I Had a Pleasant Time With My Mind…
October 19, 1969
There is a thoughtful line from Louisa May Alcott: “I had a pleasant time with my mind, for it was happy.” The mind, of course, can go anywhere, even when the body is confined. Consciously or subconsciously the mind is always in motion. And it is still true that as a man thinketh, so is he.
“If you keep your mind sufficiently open, people will throw a lot of rubbish into it,” said one observer. They will, and they do, if we let them. But it is for us to select for ourselves what we are willing to accept, what we read and see and hear, and what is taught our children by all means by which impressions are made upon their minds—for what dominates our minds is the pattern of what we will become unless something turns us in a different direction.
It is in the mind that music and poetry are first fashioned. It is in the mind that envy and evil are incubated; it is in the mind that crime is first committed, that morality and immorality are made. In the mind beauty and good are born. In the mind our future is fashioned and we are responsible for the thoughts we thing and for the purposes we pursue.
There is nothing we know of more marvelous than the human mind, except the infinite mind of God who gave it. And one cannot conceive of anyone’s using any drug or dope or mind-dulling substance that would impair the senses, or interfere with judgement or self-control, or in any way mar the mind of man – this great and sensitive instrument that God has given.

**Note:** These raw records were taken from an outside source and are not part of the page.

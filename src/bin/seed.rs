use chrono::Utc;
use sea_orm::{ActiveModelTrait, ColumnTrait, EntityTrait, QueryFilter, Set};
use uuid::Uuid;

use storefront_api::{
    db::{OrmConn, create_orm_conn, run_migrations},
    entity::{
        products::{ActiveModel as ProductActive, Column as ProdCol, Entity as Products},
        users::{ActiveModel as UserActive, Column as UserCol, Entity as Users},
    },
    services::auth_service::hash_password,
};

#[tokio::main]
async fn main() -> anyhow::Result<()> {
    dotenvy::dotenv().ok();
    tracing_subscriber::fmt()
        .with_env_filter(
            tracing_subscriber::EnvFilter::try_from_default_env()
                .unwrap_or_else(|_| "info".into()),
        )
        .init();

    let database_url = std::env::var("DATABASE_URL")?;
    let orm = create_orm_conn(&database_url).await?;
    // Ensure migrations are applied.
    run_migrations(&orm).await?;

    let admin_id = ensure_user(&orm, "Admin", "admin@example.com", "admin123", true).await?;
    let user_id = ensure_user(&orm, "Shopper", "user@example.com", "user123", false).await?;
    seed_products(&orm).await?;

    tracing::info!(%admin_id, %user_id, "seed completed");
    Ok(())
}

async fn ensure_user(
    orm: &OrmConn,
    name: &str,
    email: &str,
    password: &str,
    is_admin: bool,
) -> anyhow::Result<Uuid> {
    if let Some(existing) = Users::find()
        .filter(UserCol::Email.eq(email))
        .one(orm)
        .await?
    {
        let id = existing.id;
        let mut active: UserActive = existing.into();
        active.is_admin = Set(is_admin);
        active.update(orm).await?;
        return Ok(id);
    }

    let password_hash = hash_password(password)?;
    let user = UserActive {
        id: Set(Uuid::new_v4()),
        name: Set(name.to_string()),
        email: Set(email.to_string()),
        password_hash: Set(password_hash),
        is_admin: Set(is_admin),
        mobile: Set(None),
        street: Set(None),
        city: Set(None),
        state: Set(None),
        zip_code: Set(None),
        country: Set(None),
        created_at: Set(Utc::now().into()),
    }
    .insert(orm)
    .await?;

    tracing::info!(email, is_admin, "ensured user");
    Ok(user.id)
}

async fn seed_products(orm: &OrmConn) -> anyhow::Result<()> {
    let products = [
        ("Canvas Tote", 18.5, "Sturdy cotton tote bag", "Accessories", 40, "https://picsum.photos/seed/tote/400"),
        ("Ceramic Mug", 12.0, "350ml stoneware mug", "Kitchen", 100, "https://picsum.photos/seed/mug/400"),
        ("Desk Lamp", 39.99, "Adjustable LED desk lamp", "Home", 25, "https://picsum.photos/seed/lamp/400"),
        ("Notebook Set", 9.75, "Three dotted A5 notebooks", "Stationery", 200, "https://picsum.photos/seed/notebook/400"),
    ];

    for (name, price, description, category, stock, image) in products {
        let exists = Products::find()
            .filter(ProdCol::Name.eq(name))
            .one(orm)
            .await?
            .is_some();
        if exists {
            continue;
        }

        ProductActive {
            id: Set(Uuid::new_v4()),
            name: Set(name.to_string()),
            price: Set(price),
            description: Set(description.to_string()),
            category: Set(category.to_string()),
            stock: Set(stock),
            image: Set(image.to_string()),
            created_at: Set(Utc::now().into()),
        }
        .insert(orm)
        .await?;
    }

    tracing::info!("seeded products");
    Ok(())
}
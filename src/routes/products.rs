use axum::{
    Json, Router,
    extract::State,
    http::StatusCode,
    routing::{get, put},
};
use uuid::Uuid;

use crate::{
    dto::products::{CreateProductRequest, ProductList, UpdateStockRequest},
    error::AppResult,
    extract::{AppJson, AppPath},
    middleware::auth::AdminUser,
    models::Product,
    response::ApiResponse,
    services::product_service,
    state::AppState,
};

pub fn router() -> Router<AppState> {
    Router::new()
        .route("/", get(list_products).post(create_product))
        .route("/{id}", get(get_product).delete(delete_product))
        .route("/{id}/stock", put(update_stock))
}

#[utoipa::path(
    get,
    path = "/api/products",
    responses(
        (status = 200, description = "List products", body = ApiResponse<ProductList>)
    ),
    tag = "Products"
)]
pub async fn list_products(
    State(state): State<AppState>,
) -> AppResult<Json<ApiResponse<ProductList>>> {
    let resp = product_service::list_products(&state).await?;
    Ok(Json(resp))
}

#[utoipa::path(
    get,
    path = "/api/products/{id}",
    params(
        ("id" = Uuid, Path, description = "Product ID")
    ),
    responses(
        (status = 200, description = "Get product", body = ApiResponse<Product>),
        (status = 404, description = "Product not found"),
    ),
    tag = "Products"
)]
pub async fn get_product(
    State(state): State<AppState>,
    AppPath(id): AppPath<Uuid>,
) -> AppResult<Json<ApiResponse<Product>>> {
    let resp = product_service::get_product(&state, id).await?;
    Ok(Json(resp))
}

#[utoipa::path(
    post,
    path = "/api/products",
    request_body = CreateProductRequest,
    responses(
        (status = 201, description = "Create product", body = ApiResponse<Product>),
        (status = 400, description = "Invalid product"),
        (status = 403, description = "Forbidden")
    ),
    security(("bearer_auth" = [])),
    tag = "Products"
)]
pub async fn create_product(
    State(state): State<AppState>,
    AdminUser(user): AdminUser,
    AppJson(payload): AppJson<CreateProductRequest>,
) -> AppResult<(StatusCode, Json<ApiResponse<Product>>)> {
    let resp = product_service::create_product(&state, &user, payload).await?;
    Ok((StatusCode::CREATED, Json(resp)))
}

#[utoipa::path(
    put,
    path = "/api/products/{id}/stock",
    params(
        ("id" = Uuid, Path, description = "Product ID")
    ),
    request_body = UpdateStockRequest,
    responses(
        (status = 200, description = "Stock overwritten", body = ApiResponse<Product>),
        (status = 403, description = "Forbidden"),
        (status = 404, description = "Product not found")
    ),
    security(("bearer_auth" = [])),
    tag = "Products"
)]
pub async fn update_stock(
    State(state): State<AppState>,
    AdminUser(user): AdminUser,
    AppPath(id): AppPath<Uuid>,
    AppJson(payload): AppJson<UpdateStockRequest>,
) -> AppResult<Json<ApiResponse<Product>>> {
    let resp = product_service::update_stock(&state, &user, id, payload).await?;
    Ok(Json(resp))
}

#[utoipa::path(
    delete,
    path = "/api/products/{id}",
    params(
        ("id" = Uuid, Path, description = "Product ID")
    ),
    responses(
        (status = 200, description = "Deleted product", body = ApiResponse<serde_json::Value>),
        (status = 403, description = "Forbidden"),
        (status = 404, description = "Product not found")
    ),
    security(("bearer_auth" = [])),
    tag = "Products"
)]
pub async fn delete_product(
    State(state): State<AppState>,
    AdminUser(user): AdminUser,
    AppPath(id): AppPath<Uuid>,
) -> AppResult<Json<ApiResponse<serde_json::Value>>> {
    let resp = product_service::delete_product(&state, &user, id).await?;
    Ok(Json(resp))
}
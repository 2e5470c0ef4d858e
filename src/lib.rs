pub mod config;
pub mod db;
pub mod dto;
pub mod entity;
pub mod error;
pub mod extract;
pub mod middleware;
pub mod migration;
pub mod models;
pub mod response;
pub mod routes;
pub mod services;
pub mod state;
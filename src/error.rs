use axum::{
    extract::rejection::{JsonRejection, PathRejection},
    http::StatusCode,
    response::{IntoResponse, Response},
};
use serde::Serialize;
use thiserror::Error;

use crate::response::{ApiResponse, Meta};

#[derive(Debug, Error)]
pub enum AppError {
    #[error("{0}")]
    NotFound(String),

    #[error("{0}")]
    BadRequest(String),

    #[error("{0}")]
    Unauthorized(String),

    #[error("Access denied")]
    Forbidden,

    #[error("ORM error")]
    OrmError(#[from] sea_orm::DbErr),

    #[error("Internal Server Error")]
    Internal(#[from] anyhow::Error),
}

impl AppError {
    pub fn not_found(what: &str) -> Self {
        AppError::NotFound(format!("{what} not found"))
    }
}

/// True when the database rejected a write on a unique column.
pub fn is_unique_violation(err: &sea_orm::DbErr) -> bool {
    matches!(
        err.sql_err(),
        Some(sea_orm::SqlErr::UniqueConstraintViolation(_))
    )
}

impl From<JsonRejection> for AppError {
    fn from(rejection: JsonRejection) -> Self {
        AppError::BadRequest(rejection.body_text())
    }
}

impl From<PathRejection> for AppError {
    fn from(rejection: PathRejection) -> Self {
        AppError::BadRequest(rejection.body_text())
    }
}

#[derive(Serialize)]
struct ErrorData {
    error: String,
}

impl IntoResponse for AppError {
    fn into_response(self) -> Response {
        let status = match &self {
            AppError::NotFound(_) => StatusCode::NOT_FOUND,
            AppError::BadRequest(_) => StatusCode::BAD_REQUEST,
            AppError::Unauthorized(_) => StatusCode::UNAUTHORIZED,
            AppError::Forbidden => StatusCode::FORBIDDEN,
            AppError::OrmError(err) => {
                tracing::error!(error = %err, "database failure");
                StatusCode::INTERNAL_SERVER_ERROR
            }
            AppError::Internal(err) => {
                tracing::error!(error = %err, "internal failure");
                StatusCode::INTERNAL_SERVER_ERROR
            }
        };

        let message = self.to_string();
        let body = ApiResponse {
            message: message.clone(),
            data: Some(ErrorData { error: message }),
            meta: Some(Meta::empty()),
        };

        (status, axum::Json(body)).into_response()
    }
}

pub type AppResult<T> = Result<T, AppError>;
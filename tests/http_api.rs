mod common;

use axum::{
    Router,
    body::Body,
    http::{Request, StatusCode},
};
use http_body_util::BodyExt;
use serde_json::{Value, json};
use storefront_api::{middleware::auth::issue_token, routes::create_app, state::AppState};
use tower::ServiceExt;

async fn send(
    app: &Router,
    method: &str,
    uri: &str,
    token: Option<&str>,
    body: Option<Value>,
) -> anyhow::Result<(StatusCode, Value)> {
    let mut builder = Request::builder().method(method).uri(uri);
    if let Some(token) = token {
        builder = builder.header("Authorization", format!("Bearer {token}"));
    }
    let request = match body {
        Some(body) => builder
            .header("content-type", "application/json")
            .body(Body::from(serde_json::to_vec(&body)?))?,
        None => builder.body(Body::empty())?,
    };

    let response = app.clone().oneshot(request).await?;
    let status = response.status();
    let bytes = response.into_body().collect().await?.to_bytes();
    let json = if bytes.is_empty() {
        Value::Null
    } else {
        serde_json::from_slice(&bytes)?
    };
    Ok((status, json))
}

async fn tokens(state: &AppState) -> anyhow::Result<(String, String)> {
    let admin = common::create_user(state, "Admin", "admin@example.com", true).await?;
    let shopper = common::create_user(state, "Shopper", "shopper@example.com", false).await?;
    Ok((
        issue_token(&state.config, admin.user_id, true)?,
        issue_token(&state.config, shopper.user_id, false)?,
    ))
}

#[tokio::test]
async fn protected_routes_require_a_token() -> anyhow::Result<()> {
    let state = common::setup_state().await?;
    let app = create_app(state);

    let (status, body) = send(&app, "GET", "/api/cart", None, None).await?;
    assert_eq!(status, StatusCode::UNAUTHORIZED);
    assert_eq!(body["message"], "No token, authorization denied");

    let (status, body) = send(&app, "GET", "/api/cart", Some("garbage"), None).await?;
    assert_eq!(status, StatusCode::UNAUTHORIZED);
    assert_eq!(body["message"], "Token is not valid");
    Ok(())
}

#[tokio::test]
async fn admin_routes_reject_shoppers() -> anyhow::Result<()> {
    let state = common::setup_state().await?;
    let (admin, shopper) = tokens(&state).await?;
    let app = create_app(state);
    let product = json!({
        "name": "Monitor",
        "price": 199.5,
        "description": "27 inch",
        "category": "Displays",
        "stock": 4,
        "image": "https://example.com/m.png"
    });

    let (status, _) = send(&app, "POST", "/api/products", Some(&shopper), Some(product.clone())).await?;
    assert_eq!(status, StatusCode::FORBIDDEN);

    let (status, body) = send(&app, "POST", "/api/products", Some(&admin), Some(product)).await?;
    assert_eq!(status, StatusCode::CREATED);
    assert_eq!(body["data"]["name"], "Monitor");
    assert!(body["data"]["createdAt"].is_string());

    let (status, _) = send(&app, "GET", "/api/orders", Some(&shopper), None).await?;
    assert_eq!(status, StatusCode::FORBIDDEN);

    let (status, body) = send(&app, "GET", "/api/products", None, None).await?;
    assert_eq!(status, StatusCode::OK);
    assert_eq!(body["meta"]["total"], 1);
    Ok(())
}

#[tokio::test]
async fn shopper_places_an_order_over_http() -> anyhow::Result<()> {
    let state = common::setup_state().await?;
    let (admin, shopper) = tokens(&state).await?;
    let product_id = common::create_product(&state, "Cable", 12.25, 9).await?;
    let app = create_app(state);

    let (status, body) = send(
        &app,
        "POST",
        "/api/cart",
        Some(&shopper),
        Some(json!({ "productId": product_id, "quantity": 2 })),
    )
    .await?;
    assert_eq!(status, StatusCode::OK);
    assert_eq!(body["data"]["items"][0]["quantity"], 2);

    let (status, body) = send(
        &app,
        "POST",
        "/api/orders",
        Some(&shopper),
        Some(json!({ "products": [{ "productId": product_id, "quantity": 4 }] })),
    )
    .await?;
    assert_eq!(status, StatusCode::CREATED);
    assert_eq!(body["data"]["totalAmount"], 49.0);
    assert_eq!(body["data"]["status"], "Pending");
    let order_id = body["data"]["id"].as_str().unwrap_or_default().to_string();

    let (status, body) = send(
        &app,
        "PUT",
        &format!("/api/orders/{order_id}/status"),
        Some(&admin),
        Some(json!({ "status": "Shipped" })),
    )
    .await?;
    assert_eq!(status, StatusCode::OK);
    assert_eq!(body["data"]["status"], "Shipped");

    let (status, body) = send(&app, "GET", "/api/orders/myorders", Some(&shopper), None).await?;
    assert_eq!(status, StatusCode::OK);
    assert_eq!(body["data"][0]["status"], "Shipped");
    assert_eq!(body["data"][0]["products"][0]["product"]["name"], "Cable");
    Ok(())
}

#[tokio::test]
async fn malformed_input_is_a_bad_request() -> anyhow::Result<()> {
    let state = common::setup_state().await?;
    let (_, shopper) = tokens(&state).await?;
    let app = create_app(state);

    let (status, _) = send(&app, "GET", "/api/products/not-a-uuid", None, None).await?;
    assert_eq!(status, StatusCode::BAD_REQUEST);

    let (status, _) = send(
        &app,
        "POST",
        "/api/cart",
        Some(&shopper),
        Some(json!({ "quantity": 1 })),
    )
    .await?;
    assert_eq!(status, StatusCode::BAD_REQUEST);
    Ok(())
}

#[tokio::test]
async fn register_login_and_profile_over_http() -> anyhow::Result<()> {
    let state = common::setup_state().await?;
    let app = create_app(state);

    let (status, body) = send(
        &app,
        "POST",
        "/api/users/register",
        None,
        Some(json!({ "name": "Gil", "email": "gil@example.com", "password": "pw-123456" })),
    )
    .await?;
    assert_eq!(status, StatusCode::CREATED);
    assert!(body["data"].get("passwordHash").is_none());

    let (status, body) = send(
        &app,
        "POST",
        "/api/users/login",
        None,
        Some(json!({ "email": "gil@example.com", "password": "pw-123456" })),
    )
    .await?;
    assert_eq!(status, StatusCode::OK);
    let token = body["data"]["token"].as_str().unwrap_or_default().to_string();

    let (status, body) = send(&app, "GET", "/api/users/profile", Some(&token), None).await?;
    assert_eq!(status, StatusCode::OK);
    assert_eq!(body["data"]["email"], "gil@example.com");
    assert_eq!(body["data"]["isAdmin"], false);
    Ok(())
}

#[tokio::test]
async fn unknown_routes_return_json_404() -> anyhow::Result<()> {
    let state = common::setup_state().await?;
    let app = create_app(state);

    let (status, body) = send(&app, "GET", "/api/nowhere", None, None).await?;
    assert_eq!(status, StatusCode::NOT_FOUND);
    assert_eq!(body["data"]["path"], "/api/nowhere");

    let (status, body) = send(&app, "GET", "/health", None, None).await?;
    assert_eq!(status, StatusCode::OK);
    assert_eq!(body["data"]["database"], "up");
    Ok(())
}
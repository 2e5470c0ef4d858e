pub mod auth_service;
pub mod cart_service;
pub mod order_service;
pub mod product_service;
pub mod review_service;
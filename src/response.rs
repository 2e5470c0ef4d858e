use serde::Serialize;
use utoipa::ToSchema;

#[derive(Debug, Serialize, ToSchema, Clone)]
pub struct Meta {
    pub total: Option<u64>,
}

impl Meta {
    pub fn total(total: usize) -> Self {
        Self {
            total: Some(total as u64),
        }
    }

    pub fn empty() -> Self {
        Self { total: None }
    }
}

#[derive(Debug, Serialize, ToSchema)]
pub struct ApiResponse<T> {
    pub message: String,
    pub data: Option<T>,
    pub meta: Option<Meta>,
}

impl<T: Serialize> ApiResponse<T> {
    pub fn success(message: impl Into<String>, data: T, meta: Option<Meta>) -> Self {
        Self {
            message: message.into(),
            data: Some(data),
            meta,
        }
    }
}
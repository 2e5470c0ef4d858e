use axum::{Json, extract::State};
use serde::Serialize;
use utoipa::ToSchema;

use crate::{
    response::{ApiResponse, Meta},
    state::AppState,
};

#[derive(Serialize, ToSchema)]
pub struct HealthData {
    pub status: String,
    pub database: String,
}

#[utoipa::path(
    get,
    path = "/health",
    responses(
        (status = 200, description = "OK", body = ApiResponse<HealthData>),
    ),
    tag = "Health"
)]
pub async fn health_check(State(state): State<AppState>) -> Json<ApiResponse<HealthData>> {
    let database = match state.orm.ping().await {
        Ok(()) => "up",
        Err(err) => {
            tracing::warn!(error = %err, "database ping failed");
            "down"
        }
    };

    let data = HealthData {
        status: "ok".to_string(),
        database: database.to_string(),
    };

    Json(ApiResponse::success(
        "Health check",
        data,
        Some(Meta::empty()),
    ))
}
use sea_orm::entity::prelude::*;

#[derive(Clone, Debug, PartialEq, DeriveEntityModel)]
#[sea_orm(table_name = "users")]
pub struct Model {
    #[sea_orm(primary_key, auto_increment = false)]
    pub id: Uuid,
    pub name: String,
    #[sea_orm(unique)]
    pub email: String,
    pub password_hash: String,
    pub is_admin: bool,
    pub mobile: Option<String>,
    pub street: Option<String>,
    pub city: Option<String>,
    pub state: Option<String>,
    pub zip_code: Option<String>,
    pub country: Option<String>,
    pub created_at: DateTimeWithTimeZone,
}

#[derive(Copy, Clone, Debug, EnumIter, DeriveRelation)]
pub enum Relation {}

impl ActiveModelBehavior for ActiveModel {}
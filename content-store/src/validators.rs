use once_cell::sync::Lazy;
use regex::Regex;

/// Input validation for column-level constraints

/// Length bound of `users.username`
pub const MAX_USERNAME_LEN: usize = 30;
/// Length bound of `users.first_name` / `users.last_name`
pub const MAX_NAME_LEN: usize = 50;
/// Length bound of `users.email`
pub const MAX_EMAIL_LEN: usize = 50;
/// Length bound of `posts.title`
pub const MAX_POST_TITLE_LEN: usize = 255;
/// Length bound of `posts.body`
pub const MAX_POST_BODY_LEN: usize = 2200;
/// Length bound of `comments.body`
pub const MAX_COMMENT_LEN: usize = 1000;
/// Length bound of the descriptive columns on characters and planets
pub const MAX_LABEL_LEN: usize = 100;

// Compile regex patterns once at startup
static EMAIL_REGEX: Lazy<Regex> = Lazy::new(|| {
    // This regex is hardcoded and validated - it is a compile-time constant in practice
    Regex::new(r"^[a-zA-Z0-9._%+-]+@[a-zA-Z0-9.-]+\.[a-zA-Z]{2,}$")
        .expect("hardcoded email regex is invalid - fix source code")
});

/// Validate email format (RFC 5322 simplified) and column length
pub fn validate_email(email: &str) -> bool {
    !email.is_empty() && email.len() <= MAX_EMAIL_LEN && EMAIL_REGEX.is_match(email)
}

/// Validate that a required text column is non-empty and within its length bound
pub fn validate_bounded_text(value: &str, max_len: usize) -> bool {
    let count = value.chars().count();
    count >= 1 && count <= max_len
}

#[cfg(test)]
mod tests {
    use super::*;

    #[test]
    fn test_valid_email() {
        assert!(validate_email("user@example.com"));
        assert!(validate_email("leia.organa+tag@alderaan.gov"));
    }

    #[test]
    fn test_invalid_email() {
        assert!(!validate_email(""));
        assert!(!validate_email("not-an-email"));
        assert!(!validate_email("missing@tld"));
        assert!(!validate_email("@example.com"));
    }

    #[test]
    fn test_email_over_column_length() {
        let local = "a".repeat(MAX_EMAIL_LEN);
        assert!(!validate_email(&format!("{}@example.com", local)));
    }

    #[test]
    fn test_bounded_text_accepts_limits() {
        assert!(validate_bounded_text("a", MAX_USERNAME_LEN));
        assert!(validate_bounded_text(
            &"x".repeat(MAX_USERNAME_LEN),
            MAX_USERNAME_LEN
        ));
    }

    #[test]
    fn test_bounded_text_rejects_empty_and_overflow() {
        assert!(!validate_bounded_text("", MAX_USERNAME_LEN));
        assert!(!validate_bounded_text(
            &"x".repeat(MAX_USERNAME_LEN + 1),
            MAX_USERNAME_LEN
        ));
    }

    #[test]
    fn test_bounded_text_counts_characters_not_bytes() {
        // 3 characters, 9 bytes
        assert!(validate_bounded_text("äöü", 3));
    }
}
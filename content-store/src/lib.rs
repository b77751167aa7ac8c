//! Holonet Content Store
//!
//! Persistent data model and data-access layer for the Holonet
//! fan-content platform: users, posts, media attachments, comments,
//! favorites, and the character/planet reference catalog.
//!
//! # Modules
//!
//! - `models`: Entity structs and closed enumerations
//! - `db`: Repository functions over an explicit connection pool
//! - `validators`: Column-level constraint checks
//! - `error`: Error types and sqlx error classification
//! - `config`: Configuration management

pub mod config;
pub mod db;
pub mod error;
pub mod models;
pub mod validators;

pub use config::Config;
pub use error::{Result, StoreError};
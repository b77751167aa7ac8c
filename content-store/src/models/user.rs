use chrono::{DateTime, Utc};
/// User model
use serde::{Deserialize, Serialize};
use sqlx::FromRow;
use uuid::Uuid;

/// User entity - account identity
///
/// No `Serialize` impl: the password hash must not leave the crate.
/// External callers get [`PublicUser`].
#[derive(Debug, Clone, FromRow)]
pub struct User {
    pub id: Uuid,
    pub username: String,
    pub first_name: String,
    pub last_name: String,
    pub email: String,
    pub password_hash: String,
    pub is_active: bool,
    pub created_at: DateTime<Utc>,
    pub updated_at: DateTime<Utc>,
}

/// Public projection of a user account
#[derive(Debug, Clone, Serialize, Deserialize)]
pub struct PublicUser {
    pub id: Uuid,
    pub email: String,
    pub username: String,
    pub is_active: bool,
}

impl User {
    /// Narrow this account to its externally visible fields
    pub fn to_public(&self) -> PublicUser {
        PublicUser {
            id: self.id,
            email: self.email.clone(),
            username: self.username.clone(),
            is_active: self.is_active,
        }
    }
}

#[cfg(test)]
mod tests {
    use super::*;

    fn sample_user() -> User {
        User {
            id: Uuid::new_v4(),
            username: "luke".to_string(),
            first_name: "Luke".to_string(),
            last_name: "Skywalker".to_string(),
            email: "luke@rebellion.org".to_string(),
            password_hash: "$argon2id$v=19$secret".to_string(),
            is_active: true,
            created_at: Utc::now(),
            updated_at: Utc::now(),
        }
    }

    #[test]
    fn test_public_projection_fields() {
        let user = sample_user();
        let json = serde_json::to_value(user.to_public()).unwrap();

        let keys: Vec<&str> = json.as_object().unwrap().keys().map(|k| k.as_str()).collect();
        assert_eq!(keys.len(), 4);
        for key in ["id", "email", "username", "is_active"] {
            assert!(keys.contains(&key), "missing key {}", key);
        }
    }

    #[test]
    fn test_public_projection_never_carries_password() {
        let user = sample_user();
        let rendered = serde_json::to_string(&user.to_public()).unwrap();

        assert!(!rendered.contains("password"));
        assert!(!rendered.contains("argon2id"));
    }
}
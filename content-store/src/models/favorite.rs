use chrono::{DateTime, Utc};
use serde::{Deserialize, Serialize};
use uuid::Uuid;

/// Favorite entity - a user's bookmark of a post
#[derive(Debug, Clone, Serialize, Deserialize, sqlx::FromRow)]
pub struct Favorite {
    pub id: Uuid,
    pub user_id: Uuid,
    pub post_id: Uuid,
    pub created_at: DateTime<Utc>,
}
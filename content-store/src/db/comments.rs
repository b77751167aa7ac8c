/// Comment database operations
use crate::error::{Result, StoreError};
use crate::models::Comment;
use crate::validators::{validate_bounded_text, MAX_COMMENT_LEN};
use sqlx::PgPool;
use uuid::Uuid;

/// Create a new comment on a post
pub async fn create_comment(
    pool: &PgPool,
    post_id: Uuid,
    user_id: Uuid,
    body: &str,
) -> Result<Comment> {
    if !validate_bounded_text(body, MAX_COMMENT_LEN) {
        return Err(StoreError::Validation(format!(
            "comment body must be 1-{} characters",
            MAX_COMMENT_LEN
        )));
    }

    let comment = sqlx::query_as::<_, Comment>(
        r#"
        INSERT INTO comments (id, body, user_id, post_id, created_at)
        VALUES (uuid_generate_v4(), $1, $2, $3, NOW())
        RETURNING *
        "#,
    )
    .bind(body)
    .bind(user_id)
    .bind(post_id)
    .fetch_one(pool)
    .await?;

    Ok(comment)
}

/// Get a single comment by ID
pub async fn get_comment_by_id(pool: &PgPool, comment_id: Uuid) -> Result<Option<Comment>> {
    let comment = sqlx::query_as::<_, Comment>("SELECT * FROM comments WHERE id = $1")
        .bind(comment_id)
        .fetch_optional(pool)
        .await?;

    Ok(comment)
}

/// Get all comments for a post, newest first
pub async fn get_comments_by_post(
    pool: &PgPool,
    post_id: Uuid,
    limit: i64,
    offset: i64,
) -> Result<Vec<Comment>> {
    let comments = sqlx::query_as::<_, Comment>(
        r#"
        SELECT * FROM comments
        WHERE post_id = $1
        ORDER BY created_at DESC
        LIMIT $2 OFFSET $3
        "#,
    )
    .bind(post_id)
    .bind(limit)
    .bind(offset)
    .fetch_all(pool)
    .await?;

    Ok(comments)
}

/// Update comment body
pub async fn update_comment(pool: &PgPool, comment_id: Uuid, body: &str) -> Result<Comment> {
    if !validate_bounded_text(body, MAX_COMMENT_LEN) {
        return Err(StoreError::Validation(format!(
            "comment body must be 1-{} characters",
            MAX_COMMENT_LEN
        )));
    }

    let comment = sqlx::query_as::<_, Comment>(
        r#"
        UPDATE comments
        SET body = $1
        WHERE id = $2
        RETURNING *
        "#,
    )
    .bind(body)
    .bind(comment_id)
    .fetch_optional(pool)
    .await?;

    comment.ok_or_else(|| StoreError::NotFound(format!("comment {}", comment_id)))
}

/// Delete a comment
pub async fn delete_comment(pool: &PgPool, comment_id: Uuid) -> Result<bool> {
    let result = sqlx::query("DELETE FROM comments WHERE id = $1")
        .bind(comment_id)
        .execute(pool)
        .await?;

    Ok(result.rows_affected() > 0)
}

/// Count comments for a post
pub async fn count_comments_by_post(pool: &PgPool, post_id: Uuid) -> Result<i64> {
    let count: i64 = sqlx::query_scalar("SELECT COUNT(*) FROM comments WHERE post_id = $1")
        .bind(post_id)
        .fetch_one(pool)
        .await?;

    Ok(count)
}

If we are clean in mind, we are clean and happy in life. If we are evil in mind, we are not happy anywhere. “Clean up your thought,” said Dr. Frank Crane. “Don’t have a waste-basket mind.” God give us the wisdom to respect our minds, and not clutter them with trash or trivia or unwholesome content of any kind – for the mind in large measure is where we live our lives.
“If you keep you mind sufficiently open, people will throw a lot of rubbish into it.”